The process of normal fetal lung development is dependent on "mild" tissue distension (approximately 3 mm Hg) by fluid, resulting in the production of pulmonary surfactant which is necessary for survival at the time of birth. The mechanical "stretching" of lung tissue triggers a cellular differentiation cycle, in part by stimulating the expression and production of cell phenotype-specific soluble cytokines. Pulmonary cytokines regulate differentiation and metabolic function of neighboring cells.
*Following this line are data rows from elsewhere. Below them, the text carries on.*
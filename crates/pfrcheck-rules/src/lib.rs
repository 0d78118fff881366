//! Rule store: load rule files, validate records, compile conditions.
//!
//! This crate is IO-free: callers supply rule file contents as strings, tagged with an origin
//! used in error messages.
//!
//! Rule file format (YAML, `#` comments allowed):
//!
//! ```yaml
//! - req_id: "1.5"
//!   desc: Inverse value of DCFG_CC_SOCU must match
//!   msg: DCFG_CC_SOCU_NS_PIN is not inverted DCFG_CC_SOCU_PIN
//!   cond: (CFPA.A & 0x2FF) == 0 and ((CFPA.B & 0x2FF) ^ 0) != 0
//! ```

#![forbid(unsafe_code)]

mod compile;
mod error;
mod store;

pub use compile::{CompiledRule, RuleState};
pub use error::MalformedRuleError;
pub use store::{RuleSet, RuleSource, load, load_many};

use pfrcheck_types::Rule;

/// Serialize rules in the rule file format; `load` of the output yields the same rules.
pub fn to_yaml(rules: &[Rule]) -> Result<String, serde_yaml::Error> {
    serde_yaml::to_string(rules)
}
For example, tonic stretching of type II alveolar epithelial cells in monolayer culture stimulates the expression and production of the differentiation factor parathyroid hormone-related peptide (PTHrP), which is released by type II cells and specifically binds to its receptor on contiguous fibroblasts, stimulating the "second messenger" cyclic AMP. Tonic distension of cultured type II cells increases PTHrP production, and distension of fibroblasts in monolayer culture increases their PTHrP responsiveness, suggesting that stretching couples and coordinates the production and receptor-mediated action of PTHrP. These data provide a mechanistic basis for the previously observed hand-in-glove spatial pattern of PTHrP and the PTHrP receptor (PTHrPR) in developing terminal airways. PTHrP stimulates specific differentiated functions of fetal lung fibroblasts by: 1) augmenting glucocorticoid binding; 2) increasing metabolic activities directly related to surfactant synthesis, such as lipoprotein lipase elaboration and triglyceride uptake rate; 3) stimulating cytokines, such as interleukins 6 and 11, that can act in a retrograde fashion on epithelial cells; 4) thereby increasing the synthesis of surfactant phospholipids and surfactant-associated proteins, closing this stretch-mediated cell-cell interactive loop. Experimental interruption of this mechanism at any of these steps blocks the spontaneous maturation of the lung in vitro, as evidenced by the inhibition of surfactant production.